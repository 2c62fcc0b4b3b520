use crate::runtime;
use crate::scheduler::SchedulerRef;
use crate::stream::{Operator, Subscriber};
use crate::subscription::{self, CompositeSubscription, Subscription};
use std::fmt;
use std::sync::Arc;
use tracing::warn;

/// Moves the producer's cleanup onto a worker.
///
/// The producer gets a subscriber over a private subscription set. The
/// downstream subscriber only holds a hook that, when triggered from any
/// thread, hands the release of that set to a fresh worker and returns.
pub struct UnsubscribeOn {
    scheduler: SchedulerRef,
}

impl UnsubscribeOn {
    pub fn new(scheduler: SchedulerRef) -> Self {
        Self { scheduler }
    }
}

impl fmt::Debug for UnsubscribeOn {
    fn fmt(&self, f: &mut fmt::Formatter<'_>) -> fmt::Result {
        f.debug_struct("UnsubscribeOn").finish_non_exhaustive()
    }
}

impl<T: Send + 'static> Operator<T, T> for UnsubscribeOn {
    fn call(&self, downstream: Subscriber<T>) -> Subscriber<T> {
        let upstream = Arc::new(CompositeSubscription::new());

        let scheduler = self.scheduler.clone();
        let private = upstream.clone();
        let hook = subscription::from_fn(move || release_on(&scheduler, private));
        if let Err(e) = downstream.add(hook) {
            runtime::report_error(e);
        }

        Subscriber::with_subscriptions(downstream, upstream)
    }
}

fn release_on(scheduler: &SchedulerRef, subscriptions: Arc<CompositeSubscription>) {
    let worker = match scheduler.create_worker() {
        Ok(worker) => worker,
        Err(e) => {
            warn!(error = %e, "no worker for deferred cleanup, releasing inline");
            runtime::report_error(e);
            if let Err(e) = subscriptions.unsubscribe() {
                runtime::report_error(e);
            }
            return;
        }
    };

    let own = worker.clone();
    worker.schedule(Box::new(move || {
        if let Err(e) = subscriptions.unsubscribe() {
            runtime::report_error(e);
        }
        if let Err(e) = own.unsubscribe() {
            runtime::report_error(e);
        }
    }));
}
use super::Subscription;
use crate::error::{Error, Result};
use crate::util::panic::run_contained;
use parking_lot::Mutex;
use std::fmt;
use std::sync::atomic::{AtomicBool, Ordering};

type Cleanup = Box<dyn FnOnce() + Send + 'static>;

/// The basic token: one atomic flag and an optional cleanup action.
pub struct BooleanSubscription {
    unsubscribed: AtomicBool,
    // only the compare-exchange winner ever takes this
    action: Mutex<Option<Cleanup>>,
}

impl BooleanSubscription {
    pub fn new() -> Self {
        Self {
            unsubscribed: AtomicBool::new(false),
            action: Mutex::new(None),
        }
    }

    pub fn with_action<F>(action: F) -> Self
    where
        F: FnOnce() + Send + 'static,
    {
        Self {
            unsubscribed: AtomicBool::new(false),
            action: Mutex::new(Some(Box::new(action))),
        }
    }

    /// Flips the flag without running the cleanup action. Returns `true`
    /// if this call performed the transition.
    pub(crate) fn mark_unsubscribed(&self) -> bool {
        let won = self
            .unsubscribed
            .compare_exchange(false, true, Ordering::AcqRel, Ordering::Acquire)
            .is_ok();
        if won {
            self.action.lock().take();
        }
        won
    }
}

impl Subscription for BooleanSubscription {
    fn unsubscribe(&self) -> Result<()> {
        if self
            .unsubscribed
            .compare_exchange(false, true, Ordering::AcqRel, Ordering::Acquire)
            .is_err()
        {
            return Ok(());
        }

        // guard is dropped before the action runs
        let action = self.action.lock().take();
        match action {
            Some(action) => run_contained(action).map_err(Error::CleanupPanicked),
            None => Ok(()),
        }
    }

    fn is_unsubscribed(&self) -> bool {
        self.unsubscribed.load(Ordering::Acquire)
    }
}

impl Default for BooleanSubscription {
    fn default() -> Self {
        Self::new()
    }
}

impl fmt::Debug for BooleanSubscription {
    fn fmt(&self, f: &mut fmt::Formatter<'_>) -> fmt::Result {
        f.debug_struct("BooleanSubscription")
            .field("unsubscribed", &self.is_unsubscribed())
            .finish()
    }
}
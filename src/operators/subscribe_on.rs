use crate::runtime;
use crate::scheduler::{self, SchedulerRef};
use crate::stream::{Observer, OnSubscribe, Stream, Subscriber};
use std::fmt;

/// Runs the upstream subscription on a worker instead of the caller.
///
/// The worker and the pending subscription action are both registered on
/// the subscriber, so unsubscribing before the action starts means the
/// producer never runs.
pub struct SubscribeOn<T> {
    source: Stream<T>,
    scheduler: SchedulerRef,
}

impl<T> SubscribeOn<T> {
    pub fn new(source: Stream<T>, scheduler: SchedulerRef) -> Self {
        Self { source, scheduler }
    }
}

impl<T: Send + 'static> OnSubscribe<T> for SubscribeOn<T> {
    fn call(&self, subscriber: Subscriber<T>) {
        let worker = match self.scheduler.create_worker() {
            Ok(worker) => worker,
            Err(e) => {
                subscriber.on_error(e);
                return;
            }
        };
        if let Err(e) = subscriber.add(scheduler::worker_subscription(&worker)) {
            runtime::report_error(e);
        }

        let source = self.source.clone();
        let inner = subscriber.clone();
        let token = worker.schedule(Box::new(move || {
            source.subscribe(inner);
        }));
        if let Err(e) = subscriber.add(token) {
            runtime::report_error(e);
        }
    }
}

impl<T> fmt::Debug for SubscribeOn<T> {
    fn fmt(&self, f: &mut fmt::Formatter<'_>) -> fmt::Result {
        f.debug_struct("SubscribeOn").finish_non_exhaustive()
    }
}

■ What to do:
Reproduce the listing shown above in its entirety, exactly.

■ Task output:
repository 2c62fcc0b4b3b520
use crate::runtime;
use crate::scheduler::SchedulerRef;
use crate::stream::{Operator, Subscriber};
use crate::subscription::{self, CompositeSubscription, Subscription};
use std::fmt;
use std::sync::Arc;
use tracing::warn;

/// Moves the producer's cleanup onto a worker.
///
/// The producer gets a subscriber over a private subscription set. The
/// downstream subscriber only holds a hook that, when triggered from any
/// thread, hands the release of that set to a fresh worker and returns.
pub struct UnsubscribeOn {
    scheduler: SchedulerRef,
}

impl UnsubscribeOn {
    pub fn new(scheduler: SchedulerRef) -> Self {
        Self { scheduler }
    }
}

impl fmt::Debug for UnsubscribeOn {
    fn fmt(&self, f: &mut fmt::Formatter<'_>) -> fmt::Result {
        f.debug_struct("UnsubscribeOn").finish_non_exhaustive()
    }
}

impl<T: Send + 'static> Operator<T, T> for UnsubscribeOn {
    fn call(&self, downstream: Subscriber<T>) -> Subscriber<T> {
        let upstream = Arc::new(CompositeSubscription::new());

        let scheduler = self.scheduler.clone();
        let private = upstream.clone();
        let hook = subscription::from_fn(move || release_on(&scheduler, private));
        if let Err(e) = downstream.add(hook) {
            runtime::report_error(e);
        }

        Subscriber::with_subscriptions(downstream, upstream)
    }
}

fn release_on(scheduler: &SchedulerRef, subscriptions: Arc<CompositeSubscription>) {
    let worker = match scheduler.create_worker() {
        Ok(worker) => worker,
        Err(e) => {
            warn!(error = %e, "no worker for deferred cleanup, releasing inline");
            runtime::report_error(e);
            if let Err(e) = subscriptions.unsubscribe() {
                runtime::report_error(e);
            }
            return;
        }
    };

    let own = worker.clone();
    worker.schedule(Box::new(move || {
        if let Err(e) = subscriptions.unsubscribe() {
            runtime::report_error(e);
        }
        if let Err(e) = own.unsubscribe() {
            runtime::report_error(e);
        }
    }));
}
use super::Subscription;
use crate::error::{Error, Result};
use crate::util::panic::run_contained;
use parking_lot::Mutex;
use std::fmt;
use std::sync::atomic::{AtomicBool, Ordering};

type Cleanup = Box<dyn FnOnce() + Send + 'static>;

/// The basic token: one atomic flag and an optional cleanup action.
pub struct BooleanSubscription {
    unsubscribed: AtomicBool,
    // only the compare-exchange winner ever takes this
    action: Mutex<Option<Cleanup>>,
}

impl BooleanSubscription {
    pub fn new() -> Self {
        Self {
            unsubscribed: AtomicBool::new(false),
            action: Mutex::new(None),
        }
    }

    pub fn with_action<F>(action: F) -> Self
    where
        F: FnOnce() + Send + 'static,
    {
        Self {
            unsubscribed: AtomicBool::new(false),
            action: Mutex::new(Some(Box::new(action))),
        }
    }

    /// Flips the flag without running the cleanup action. Returns `true`
    /// if this call performed the transition.
    pub(crate) fn mark_unsubscribed(&self) -> bool {
        let won = self
            .unsubscribed
            .compare_exchange(false, true, Ordering::AcqRel, Ordering::Acquire)
            .is_ok();
        if won {
            self.action.lock().take();
        }
        won
    }
}

impl Subscription for BooleanSubscription {
    fn unsubscribe(&self) -> Result<()> {
        if self
            .unsubscribed
            .compare_exchange(false, true, Ordering::AcqRel, Ordering::Acquire)
            .is_err()
        {
            return Ok(());
        }

        // guard is dropped before the action runs
        let action = self.action.lock().take();
        match action {
            Some(action) => run_contained(action).map_err(Error::CleanupPanicked),
            None => Ok(()),
        }
    }

    fn is_unsubscribed(&self) -> bool {
        self.unsubscribed.load(Ordering::Acquire)
    }
}

impl Default for BooleanSubscription {
    fn default() -> Self {
        Self::new()
    }
}

impl fmt::Debug for BooleanSubscription {
    fn fmt(&self, f: &mut fmt::Formatter<'_>) -> fmt::Result {
        f.debug_struct("BooleanSubscription")
            .field("unsubscribed", &self.is_unsubscribed())
            .finish()
    }
}
filename src/operators/subscribe_on.rs
use crate::runtime;
use crate::scheduler::{self, SchedulerRef};
use crate::stream::{Observer, OnSubscribe, Stream, Subscriber};
use std::fmt;

/// Runs the upstream subscription on a worker instead of the caller.
///
/// The worker and the pending subscription action are both registered on
/// the subscriber, so unsubscribing before the action starts means the
/// producer never runs.
pub struct SubscribeOn<T> {
    source: Stream<T>,
    scheduler: SchedulerRef,
}

impl<T> SubscribeOn<T> {
    pub fn new(source: Stream<T>, scheduler: SchedulerRef) -> Self {
        Self { source, scheduler }
    }
}

impl<T: Send + 'static> OnSubscribe<T> for SubscribeOn<T> {
    fn call(&self, subscriber: Subscriber<T>) {
        let worker = match self.scheduler.create_worker() {
            Ok(worker) => worker,
            Err(e) => {
                subscriber.on_error(e);
                return;
            }
        };
        if let Err(e) = subscriber.add(scheduler::worker_subscription(&worker)) {
            runtime::report_error(e);
        }

        let source = self.source.clone();
        let inner = subscriber.clone();
        let token = worker.schedule(Box::new(move || {
            source.subscribe(inner);
        }));
        if let Err(e) = subscriber.add(token) {
            runtime::report_error(e);
        }
    }
}

impl<T> fmt::Debug for SubscribeOn<T> {
    fn fmt(&self, f: &mut fmt::Formatter<'_>) -> fmt::Result {
        f.debug_struct("SubscribeOn").finish_non_exhaustive()
    }
}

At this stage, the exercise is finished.